Unfortunately, simple engineering devices or waiting for nature's repairs will not solve all the problems encountered by living creatures in this river, especially if they happen to live downstream from people who continue to use the river thoughtlessly. This conclusion was recently underscored, both dramatically and scientifically, with the publication of the Environmental Protection Agency's extensive studies of the body of water captive at the foot of the James, the Chesapeake Bay. Even the most cautious scientists now declare that the less hardy but valuable life in the Bay---such as striped bass, oysters, blue crabs, and anadromous fish--is dying off, and the Bay's system of rivers must assume most of the blame, especially the Susquehanna, the Potomac, and the James. Each carries nitrogen and phosphorus from land run-off and sewage treatment, as well as metals and organic chemical compounds which have seriously disrupted the ecosystems of the Bay. Some signs may be found right in the mouth of the James. Submerged aquatic vegetation which once hid and supported baby crabs and other nursery animals disappeared here, as in much of the Bay, in the 1970s, victim of overfertilization from upstream fields and sewage treatment effluent.

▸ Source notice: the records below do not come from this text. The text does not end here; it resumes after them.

//! Cross-module scenarios: two gateway "instances" wired to one
//! in-process bus, exercising the dual-path fan-out, supersession and
//! backpressure behavior end to end.

use std::sync::Arc;
use std::time::Duration;

use serde_json::json;
use tokio::sync::mpsc;

use crewdeck::adapters::auth::MockTokenVerifier;
use crewdeck::adapters::authorization::StaticRoomAuthorizer;
use crewdeck::adapters::event_bus::InMemoryEventBus;
use crewdeck::adapters::notify::LoggingNotifier;
use crewdeck::adapters::persistence::InMemoryWorkforceStore;
use crewdeck::adapters::presence::InMemoryPresenceStore;
use crewdeck::config::GatewayConfig;
use crewdeck::domain::{ChannelId, ChatFrame, CompanyId, MeetingId, RoomKey, UserId};
use crewdeck::gateway::close_codes;
use crewdeck::gateway::{
    BusBridge, Collaborators, ConnectionHandle, ConnectionKey, ConnectionRegistry, MessageRouter,
    OutboundFrame, RoomTarget, SessionManager,
};
use crewdeck::ports::{
    AuthClaims, ChatStore, MeetingStore, PresenceStore, RoomEventHandler, RoomEventPublisher,
    RoomEventSubscriber,
};

/// One gateway process: its own registry, router and bus bridge.
struct Instance {
    registry: Arc<ConnectionRegistry>,
    router: MessageRouter,
}

fn instance(id: &str, bus: &Arc<InMemoryEventBus>, store: &Arc<InMemoryWorkforceStore>) -> Instance {
    let registry = Arc::new(ConnectionRegistry::new());
    let router = MessageRouter::new(
        Arc::clone(&registry),
        Arc::clone(bus) as Arc<dyn RoomEventPublisher>,
        Arc::new(InMemoryPresenceStore::new()) as Arc<dyn PresenceStore>,
        Arc::clone(store) as Arc<dyn ChatStore>,
        Arc::clone(store) as Arc<dyn MeetingStore>,
        Arc::new(LoggingNotifier::new()),
        id,
    );
    Instance { registry, router }
}

fn spawn_bridge(id: &str, instance: &Instance, bus: &Arc<InMemoryEventBus>) -> tokio::task::JoinHandle<()> {
    let bridge: Arc<dyn RoomEventHandler> =
        Arc::new(BusBridge::new(id, Arc::clone(&instance.registry)));
    let subscriber = bus.subscriber();
    tokio::spawn(async move { subscriber.run(bridge).await })
}

async fn connect(
    instance: &Instance,
    room: RoomKey,
    user_id: i64,
    capacity: usize,
) -> mpsc::Receiver<OutboundFrame> {
    let (handle, rx) = ConnectionHandle::new(capacity);
    instance
        .registry
        .register(ConnectionKey::new(room, UserId::new(user_id)), handle)
        .await;
    rx
}

fn claims(user_id: i64) -> AuthClaims {
    AuthClaims {
        user_id: UserId::new(user_id),
        company_id: CompanyId::new(1),
    }
}

async fn recv_json(rx: &mut mpsc::Receiver<OutboundFrame>) -> serde_json::Value {
    let frame = tokio::time::timeout(Duration::from_secs(1), rx.recv())
        .await
        .expect("timed out waiting for frame")
        .expect("channel closed");
    match frame {
        OutboundFrame::Text(json) => serde_json::from_str(&json).unwrap(),
        other => panic!("expected text frame, got {other:?}"),
    }
}

#[tokio::test]
async fn room_events_cross_instances_through_the_bus() {
    let bus = Arc::new(InMemoryEventBus::new());
    let store = Arc::new(InMemoryWorkforceStore::new());
    let gw_a = instance("gw-a", &bus, &store);
    let gw_b = instance("gw-b", &bus, &store);
    let bridge_b = spawn_bridge("gw-b", &gw_b, &bus);

    let room = RoomKey::chat(ChannelId::new(7));
    let mut rx_a = connect(&gw_a, room, 1, 32).await;
    let mut rx_b = connect(&gw_b, room, 2, 32).await;

    gw_a.router
        .handle_chat(
            ChannelId::new(7),
            claims(1),
            ChatFrame::Message {
                message: json!({"text": "hello"}),
                channel_id: None,
            },
        )
        .await;

    let received = recv_json(&mut rx_b).await;
    assert_eq!(received["type"], "message");
    assert_eq!(received["message"]["body"]["text"], "hello");
    assert!(rx_a.try_recv().is_err(), "sender must not see an echo");

    bridge_b.abort();
}

#[tokio::test]
async fn publishing_instance_skips_its_own_bus_echo() {
    let bus = Arc::new(InMemoryEventBus::new());
    let store = Arc::new(InMemoryWorkforceStore::new());
    let gw_a = instance("gw-a", &bus, &store);
    // The instance subscribes to the bus it also publishes on.
    let bridge_a = spawn_bridge("gw-a", &gw_a, &bus);

    let room = RoomKey::chat(ChannelId::new(7));
    let mut rx_b = connect(&gw_a, room, 2, 32).await;

    gw_a.router
        .handle_chat(ChannelId::new(7), claims(1), ChatFrame::Typing { is_typing: true })
        .await;

    // Exactly one delivery: the local fast-path. The bus echo is skipped.
    let received = recv_json(&mut rx_b).await;
    assert_eq!(received["type"], "typing");
    tokio::time::sleep(Duration::from_millis(50)).await;
    assert!(rx_b.try_recv().is_err(), "bus echo must not duplicate delivery");

    bridge_a.abort();
}

#[tokio::test]
async fn event_order_is_preserved_across_the_bus() {
    let bus = Arc::new(InMemoryEventBus::new());
    let store = Arc::new(InMemoryWorkforceStore::new());
    let gw_a = instance("gw-a", &bus, &store);
    let gw_b = instance("gw-b", &bus, &store);
    let bridge_b = spawn_bridge("gw-b", &gw_b, &bus);

    let room = RoomKey::chat(ChannelId::new(7));
    let mut rx_b = connect(&gw_b, room, 2, 32).await;

    for i in 0..5 {
        gw_a.router
            .handle_chat(
                ChannelId::new(7),
                claims(1),
                ChatFrame::Message {
                    message: json!({"seq": i}),
                    channel_id: None,
                },
            )
            .await;
    }

    for i in 0..5 {
        let received = recv_json(&mut rx_b).await;
        assert_eq!(received["message"]["body"]["seq"], i);
    }

    bridge_b.abort();
}

#[tokio::test]
async fn full_queue_degrades_only_the_slow_recipient() {
    let bus = Arc::new(InMemoryEventBus::new());
    let store = Arc::new(InMemoryWorkforceStore::new());
    let gw = instance("gw-a", &bus, &store);

    let room = RoomKey::chat(ChannelId::new(7));
    // Slow consumer: queue of one that nobody drains.
    let mut rx_slow = connect(&gw, room, 2, 1).await;
    let mut rx_healthy = connect(&gw, room, 3, 32).await;

    for i in 0..3 {
        gw.router
            .handle_chat(ChannelId::new(7), claims(1), ChatFrame::Typing { is_typing: i % 2 == 0 })
            .await;
    }

    // Healthy recipient got everything.
    for _ in 0..3 {
        assert_eq!(recv_json(&mut rx_healthy).await["type"], "typing");
    }
    // The slow one got the first event; the rest were dropped, and the
    // connection itself is still registered.
    assert_eq!(recv_json(&mut rx_slow).await["type"], "typing");
    assert!(rx_slow.try_recv().is_err());
    assert!(gw.registry.is_user_connected(UserId::new(2)).await);
}

#[tokio::test]
async fn superseded_connection_is_closed_and_its_cleanup_is_harmless() {
    let registry = Arc::new(ConnectionRegistry::new());
    let room = RoomKey::chat(ChannelId::new(7));
    let key = ConnectionKey::new(room, UserId::new(1));

    let (first, mut first_rx) = ConnectionHandle::new(8);
    let first_id = first.connection_id();
    registry.register(key, first.clone()).await;

    let (second, _second_rx) = ConnectionHandle::new(8);
    let prior = registry.register(key, second.clone()).await.expect("prior handle");
    prior.close(close_codes::SUPERSEDED, "superseded by newer connection");

    match first_rx.recv().await {
        Some(OutboundFrame::Close { code, .. }) => assert_eq!(code, close_codes::SUPERSEDED),
        other => panic!("expected close, got {other:?}"),
    }

    // The old connection's cleanup must not evict its successor.
    assert!(!registry.deregister(&key, first_id).await);
    assert_eq!(
        registry.handle_for(&key).await.map(|h| h.connection_id()),
        Some(second.connection_id())
    );
}

fn session_manager() -> SessionManager {
    let store = Arc::new(InMemoryWorkforceStore::new());
    let verifier = Arc::new(MockTokenVerifier::new());
    verifier.allow("alice", claims(1));
    let authorizer = Arc::new(StaticRoomAuthorizer::new());
    authorizer.allow_channel(ChannelId::new(7), UserId::new(1));

    SessionManager::new(
        Collaborators {
            token_verifier: verifier,
            authorizer,
            chat_store: store.clone(),
            meeting_store: store,
            notifier: Arc::new(LoggingNotifier::new()),
            presence: Arc::new(InMemoryPresenceStore::new()),
            bus: Arc::new(InMemoryEventBus::new()),
        },
        GatewayConfig::default(),
        "gw-test",
    )
}

#[tokio::test]
async fn admission_maps_each_failure_to_its_close_code() {
    let manager = session_manager();

    assert_eq!(
        manager.admit(RoomTarget::Chat(ChannelId::new(7)), None).await,
        Err(close_codes::AUTH_FAILED)
    );
    assert_eq!(
        manager
            .admit(RoomTarget::Chat(ChannelId::new(7)), Some("wrong"))
            .await,
        Err(close_codes::AUTH_FAILED)
    );
    assert_eq!(
        manager
            .admit(RoomTarget::Meeting(MeetingId::new(1)), Some("alice"))
            .await,
        Err(close_codes::UNAUTHORIZED_ROOM)
    );
    assert!(manager
        .admit(RoomTarget::Chat(ChannelId::new(7)), Some("alice"))
        .await
        .is_ok());
}

#[tokio::test]
async fn rate_limit_rejects_before_any_registration_happens() {
    let manager = session_manager();

    for _ in 0..10 {
        manager
            .admit(RoomTarget::Chat(ChannelId::new(7)), Some("alice"))
            .await
            .unwrap();
    }
    assert_eq!(
        manager
            .admit(RoomTarget::Chat(ChannelId::new(7)), Some("alice"))
            .await,
        Err(close_codes::RATE_LIMITED)
    );
    // Admission never touched the registry.
    assert_eq!(manager.registry().active_count().await, 0);
}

The James River oyster is in serious trouble. This tenacious shelled creature, lauded by John Smith as huge and abundant, has long selected the mouth of the James as breeding grounds and nursery. Stuck on its bed, it has tolerated and absorbed whatever has come downstream, purging itself as much as possible. Watermen long ago learned that they would have to move the baby oysters to other rivers and the Bay so they could grow and cleanse themselves better than they could in the James. But the numbers of "brood stock" and "spat set" have declined drastically since 1960, in effect undermining the long-established oyster industry of the Bay. The MSX virus and the oyster drill have appeared, weakening and killing susceptible oysters. Scientists now suspect that they may be vulnerable because of chlorine and other "debilitating contaminants" and increased silt loaded with pesticides, Kepone, and heavy metals, all of which interact with salinity and water-level changes. One study discovered 94 different organic compounds, including Kepone, in oysters taken from the river. There seems to be no question that when the lower river is in trouble, so are the reproductive cycles of the oyster and other forms of life in the Bay.

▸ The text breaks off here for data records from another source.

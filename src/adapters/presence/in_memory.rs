//! In-memory presence store with real TTL expiry.

use std::collections::HashMap;
use std::sync::Mutex;
use std::time::Duration;

use async_trait::async_trait;
use tokio::time::Instant;

use crate::domain::{CompanyId, UserId};
use crate::ports::{PresenceError, PresenceStore};

/// Process-local presence store for tests and single-instance setups.
///
/// Uses `tokio::time::Instant` for expiry so paused-clock tests can
/// drive TTLs deterministically.
#[derive(Default)]
pub struct InMemoryPresenceStore {
    entries: Mutex<HashMap<(CompanyId, UserId), Instant>>,
}

impl InMemoryPresenceStore {
    pub fn new() -> Self {
        Self::default()
    }
}

#[async_trait]
impl PresenceStore for InMemoryPresenceStore {
    async fn mark_online(
        &self,
        company_id: CompanyId,
        user_id: UserId,
        ttl: Duration,
    ) -> Result<(), PresenceError> {
        let mut entries = self.entries.lock().unwrap();
        entries.insert((company_id, user_id), Instant::now() + ttl);
        Ok(())
    }

    async fn mark_offline(
        &self,
        company_id: CompanyId,
        user_id: UserId,
    ) -> Result<(), PresenceError> {
        let mut entries = self.entries.lock().unwrap();
        entries.remove(&(company_id, user_id));
        Ok(())
    }

    async fn online_users(&self, company_id: CompanyId) -> Result<Vec<UserId>, PresenceError> {
        let now = Instant::now();
        let mut entries = self.entries.lock().unwrap();
        entries.retain(|_, expires_at| *expires_at > now);

        let mut online: Vec<UserId> = entries
            .keys()
            .filter(|(company, _)| *company == company_id)
            .map(|(_, user)| *user)
            .collect();
        online.sort_unstable_by_key(|u| u.as_i64());
        Ok(online)
    }
}

#[cfg(test)]
mod tests {
    use super::*;

    #[tokio::test(start_paused = true)]
    async fn entries_expire_after_their_ttl() {
        let store = InMemoryPresenceStore::new();
        let company = CompanyId::new(1);
        store
            .mark_online(company, UserId::new(1), Duration::from_secs(90))
            .await
            .unwrap();

        tokio::time::advance(Duration::from_secs(60)).await;
        assert_eq!(store.online_users(company).await.unwrap(), vec![UserId::new(1)]);

        tokio::time::advance(Duration::from_secs(31)).await;
        assert!(store.online_users(company).await.unwrap().is_empty());
    }

    #[tokio::test(start_paused = true)]
    async fn refresh_extends_the_ttl() {
        let store = InMemoryPresenceStore::new();
        let company = CompanyId::new(1);
        let ttl = Duration::from_secs(90);
        store.mark_online(company, UserId::new(1), ttl).await.unwrap();

        tokio::time::advance(Duration::from_secs(60)).await;
        store.mark_online(company, UserId::new(1), ttl).await.unwrap();

        tokio::time::advance(Duration::from_secs(60)).await;
        assert_eq!(store.online_users(company).await.unwrap(), vec![UserId::new(1)]);
    }

    #[tokio::test]
    async fn tenants_do_not_see_each_other() {
        let store = InMemoryPresenceStore::new();
        let ttl = Duration::from_secs(90);
        store.mark_online(CompanyId::new(1), UserId::new(1), ttl).await.unwrap();
        store.mark_online(CompanyId::new(2), UserId::new(2), ttl).await.unwrap();

        assert_eq!(
            store.online_users(CompanyId::new(1)).await.unwrap(),
            vec![UserId::new(1)]
        );
        assert_eq!(
            store.online_users(CompanyId::new(2)).await.unwrap(),
            vec![UserId::new(2)]
        );
    }

    #[tokio::test]
    async fn mark_offline_removes_immediately() {
        let store = InMemoryPresenceStore::new();
        let company = CompanyId::new(1);
        store
            .mark_online(company, UserId::new(1), Duration::from_secs(90))
            .await
            .unwrap();
        store.mark_offline(company, UserId::new(1)).await.unwrap();
        assert!(store.online_users(company).await.unwrap().is_empty());
    }
}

The lowly seed oyster has thus become one living barometer of the dangers of upstream pollution. Its message-- that the entire river system must be seen, understood, and managed with care--is heard all the more clearly because a profitable industry is at stake. The oyster will be watched carefully as federal and state governments embark on an expensive and complicated campaign to clean up the rivers to save the life of the Bay.

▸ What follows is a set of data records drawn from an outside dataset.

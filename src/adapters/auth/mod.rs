mod jwt;
mod mock;

pub use jwt::JwtVerifier;
pub use mock::MockTokenVerifier;
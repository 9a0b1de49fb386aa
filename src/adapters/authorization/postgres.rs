//! Room membership checks against the platform database.

use async_trait::async_trait;
use sqlx::PgPool;

use crate::domain::{ChannelId, MeetingId, UserId};
use crate::ports::{AuthzError, RoomAuthorizer};

pub struct PostgresRoomAuthorizer {
    pool: PgPool,
}

impl PostgresRoomAuthorizer {
    pub fn new(pool: PgPool) -> Self {
        Self { pool }
    }
}

fn unavailable(e: sqlx::Error) -> AuthzError {
    AuthzError::Unavailable(e.to_string())
}

#[async_trait]
impl RoomAuthorizer for PostgresRoomAuthorizer {
    async fn is_channel_member(
        &self,
        user_id: UserId,
        channel_id: ChannelId,
    ) -> Result<bool, AuthzError> {
        sqlx::query_scalar::<_, bool>(
            r#"
            SELECT EXISTS (
                SELECT 1 FROM channel_members
                WHERE channel_id = $1 AND user_id = $2
            )
            "#,
        )
        .bind(channel_id.as_i64())
        .bind(user_id.as_i64())
        .fetch_one(&self.pool)
        .await
        .map_err(unavailable)
    }

    async fn is_meeting_participant(
        &self,
        user_id: UserId,
        meeting_id: MeetingId,
    ) -> Result<bool, AuthzError> {
        sqlx::query_scalar::<_, bool>(
            r#"
            SELECT EXISTS (
                SELECT 1 FROM meeting_participants
                WHERE meeting_id = $1 AND user_id = $2
            )
            "#,
        )
        .bind(meeting_id.as_i64())
        .bind(user_id.as_i64())
        .fetch_one(&self.pool)
        .await
        .map_err(unavailable)
    }
}
//! Token verifier double for tests and local development.

use std::collections::HashMap;
use std::sync::Mutex;

use async_trait::async_trait;

use crate::ports::{AuthClaims, TokenError, TokenVerifier};

/// Accepts only tokens registered through [`MockTokenVerifier::allow`].
#[derive(Default)]
pub struct MockTokenVerifier {
    accepted: Mutex<HashMap<String, AuthClaims>>,
}

impl MockTokenVerifier {
    pub fn new() -> Self {
        Self::default()
    }

    pub fn allow(&self, token: impl Into<String>, claims: AuthClaims) {
        self.accepted.lock().unwrap().insert(token.into(), claims);
    }
}

#[async_trait]
impl TokenVerifier for MockTokenVerifier {
    async fn verify(&self, token: &str) -> Result<AuthClaims, TokenError> {
        self.accepted
            .lock()
            .unwrap()
            .get(token)
            .copied()
            .ok_or(TokenError::Invalid)
    }
}

#[cfg(test)]
mod tests {
    use super::*;
    use crate::domain::{CompanyId, UserId};

    #[tokio::test]
    async fn only_registered_tokens_pass() {
        let verifier = MockTokenVerifier::new();
        verifier.allow(
            "good",
            AuthClaims {
                user_id: UserId::new(1),
                company_id: CompanyId::new(1),
            },
        );

        assert!(verifier.verify("good").await.is_ok());
        assert!(matches!(
            verifier.verify("bad").await.unwrap_err(),
            TokenError::Invalid
        ));
    }
}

The findings of the landmark (or rivermark!) Chesapeake Bay study were first published in September 1982. There were no festivities planned, not even much publicity for a while, and the news was received soberly. Yet there could not have been a more appropriate way to celebrate the 375th anniversary of the white man's first settlement on the James. The modern language of authority, the scientists' statistics, had declared the life of the Bay to be in peril, perhaps dying, and pointed fingers of blame upstream, up the Bay's rivers. Now it was time for people to revise their ideas about the river, time to name it again. To save the Bay, and perhaps ultimately themselves, they would have to go beyond seeing the river as a highway for ships, as a flow to be regulated and channelized to flush through machines, homes, and themselves, and as a ready source of commercial food. Its continuing wealth would depend on how clearly they could see the greater River of stream, river, and Bay, of sea and rainfall, as a living, moving ecosystem, and acknowledge its intimate connection with their own well-being.